Nel novembre 1963 la CSI (antenata della FISA, che fu accorpata alla FIA) decise di raddoppiare la cilindrata dei motori di F1 da 1,5 a 3 litri a partire dal 1° gennaio 1966. La mossa, proposta dai costruttori britannici quasi come apertura negoziale, fu accettata immediatamente e accolta con entusiasmo per il ritorno a unità più potenti e spettacolari.
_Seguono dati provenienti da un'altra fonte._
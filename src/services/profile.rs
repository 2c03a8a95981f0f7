//! Own profile and avatar

use chrono::Utc;
use serde_json::json;
use std::path::Path;
use std::sync::Arc;

use super::{ServiceError, ServiceResult};
use crate::backend::{from_row, tables, Filter, Row, TableQuery, UploadOptions, AVATAR_BUCKET};
use crate::models::Profile;
use crate::session::SessionManager;

/// Largest accepted avatar image
pub const MAX_AVATAR_BYTES: usize = 5 * 1024 * 1024;

#[derive(Clone)]
pub struct ProfileService {
    sessions: Arc<SessionManager>,
}

impl ProfileService {
    pub fn new(sessions: Arc<SessionManager>) -> Self {
        Self { sessions }
    }

    /// Profile of the signed-in user
    pub async fn get(&self) -> ServiceResult<Profile> {
        let session = self.sessions.require().await?;

        let rows = self
            .sessions
            .backend()
            .select(
                &session.credentials(),
                tables::PROFILES,
                TableQuery::new()
                    .filter(Filter::eq("id", session.user_id()))
                    .range(0, 0),
            )
            .await?;

        let row = rows
            .into_iter()
            .next()
            .ok_or_else(|| ServiceError::NotFound("Profile".into()))?;
        Ok(from_row(row)?)
    }

    /// Upload a new avatar image and point the profile at it
    ///
    /// Two steps: the upload, then the profile update. If the update fails the
    /// uploaded object stays in the bucket.
    pub async fn upload_avatar(
        &self,
        file_name: &str,
        bytes: Vec<u8>,
        content_type: &str,
    ) -> ServiceResult<String> {
        let session = self.sessions.require().await?;
        let credentials = session.credentials();
        let backend = self.sessions.backend();

        if !content_type.starts_with("image/") {
            return Err(ServiceError::validation("Avatar must be an image"));
        }
        if bytes.is_empty() || bytes.len() > MAX_AVATAR_BYTES {
            return Err(ServiceError::validation(format!(
                "Avatar must be between 1 byte and {} MB",
                MAX_AVATAR_BYTES / (1024 * 1024)
            )));
        }

        let path = avatar_path(session.user_id(), file_name, Utc::now().timestamp_millis());
        let size = bytes.len();
        backend
            .upload(
                &credentials,
                AVATAR_BUCKET,
                &path,
                bytes,
                UploadOptions {
                    content_type: content_type.to_string(),
                    cache_control: "3600".to_string(),
                    upsert: true,
                },
            )
            .await?;

        let url = backend.public_url(AVATAR_BUCKET, &path);

        let mut patch = Row::new();
        patch.insert("avatar_url".into(), json!(url));
        let rows = backend
            .update(
                &credentials,
                tables::PROFILES,
                patch,
                vec![Filter::eq("id", session.user_id())],
            )
            .await?;
        if rows.is_empty() {
            return Err(ServiceError::NotFound("Profile".into()));
        }

        tracing::info!(user_id = session.user_id(), path = %path, bytes = size, "Avatar updated");
        Ok(url)
    }
}

/// Object path `avatars/{user_id}-{millis}.{ext}`
pub fn avatar_path(user_id: &str, file_name: &str, millis: i64) -> String {
    let ext = Path::new(file_name)
        .extension()
        .and_then(|e| e.to_str())
        .map(str::to_lowercase)
        .unwrap_or_else(|| "bin".to_string());
    format!("avatars/{}-{}.{}", user_id, millis, ext)
}

#[cfg(test)]
mod tests {
    use super::*;
    use crate::services::testing::signed_in;

    fn seed_profile(backend: &crate::backend::MemoryBackend, id: &str) {
        backend.seed_row(
            tables::PROFILES,
            json!({
                "id": id,
                "username": "ann",
                "avatar_url": null,
                "is_online": true,
                "last_seen": "2024-06-01T10:00:00Z",
                "login_streak": 3
            }),
        );
    }

    #[test]
    fn test_avatar_path() {
        assert_eq!(avatar_path("u1", "Me.PNG", 42), "avatars/u1-42.png");
        assert_eq!(avatar_path("u1", "archive.tar.gz", 1), "avatars/u1-1.gz");
        assert_eq!(avatar_path("u1", "noext", 1), "avatars/u1-1.bin");
    }

    #[tokio::test]
    async fn test_get_profile() {
        let (backend, sessions, session) = signed_in("ann@example.com").await;
        let profiles = ProfileService::new(sessions);

        assert!(matches!(profiles.get().await, Err(ServiceError::NotFound(_))));

        seed_profile(&backend, &session.user.id);
        let profile = profiles.get().await.unwrap();
        assert_eq!(profile.username, "ann");
        assert_eq!(profile.login_streak, 3);
    }

    #[tokio::test]
    async fn test_upload_avatar_stores_blob_and_url() {
        let (backend, sessions, session) = signed_in("ann@example.com").await;
        seed_profile(&backend, &session.user.id);
        let profiles = ProfileService::new(sessions);

        let url = profiles
            .upload_avatar("me.png", vec![1, 2, 3], "image/png")
            .await
            .unwrap();

        let prefix = format!("avatars/{}-", session.user.id);
        let path = url
            .split("/public/avatars/")
            .nth(1)
            .unwrap()
            .to_string();
        assert!(path.starts_with(&prefix));
        assert!(path.ends_with(".png"));

        let blob = backend.blob(AVATAR_BUCKET, &path).unwrap();
        assert_eq!(blob.bytes, vec![1, 2, 3]);
        assert_eq!(blob.cache_control, "3600");

        assert_eq!(profiles.get().await.unwrap().avatar_url, Some(url));
    }

    #[tokio::test]
    async fn test_upload_rejects_non_images() {
        let (backend, sessions, _) = signed_in("ann@example.com").await;
        let profiles = ProfileService::new(sessions);
        let before = backend.call_count();

        let err = profiles
            .upload_avatar("notes.txt", b"hello".to_vec(), "text/plain")
            .await
            .unwrap_err();
        assert!(matches!(err, ServiceError::Validation(_)));
        assert_eq!(backend.call_count(), before);
    }
}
Jackie Stewart ricordò con entusiasmo: “Un eccesso di potenza? Meraviglioso! Pensavo sarebbe stato fantastico: più velocità, più accelerazione, più pattinamento delle ruote, più rumore”. John Surtees aggiunse: “Ero eccitato da tutto questo... fu accolto con favore da tutti”. La BRM sognava oltre 500 cavalli ad alti regimi, la Ferrari preparava un nuovo V12 tre litri.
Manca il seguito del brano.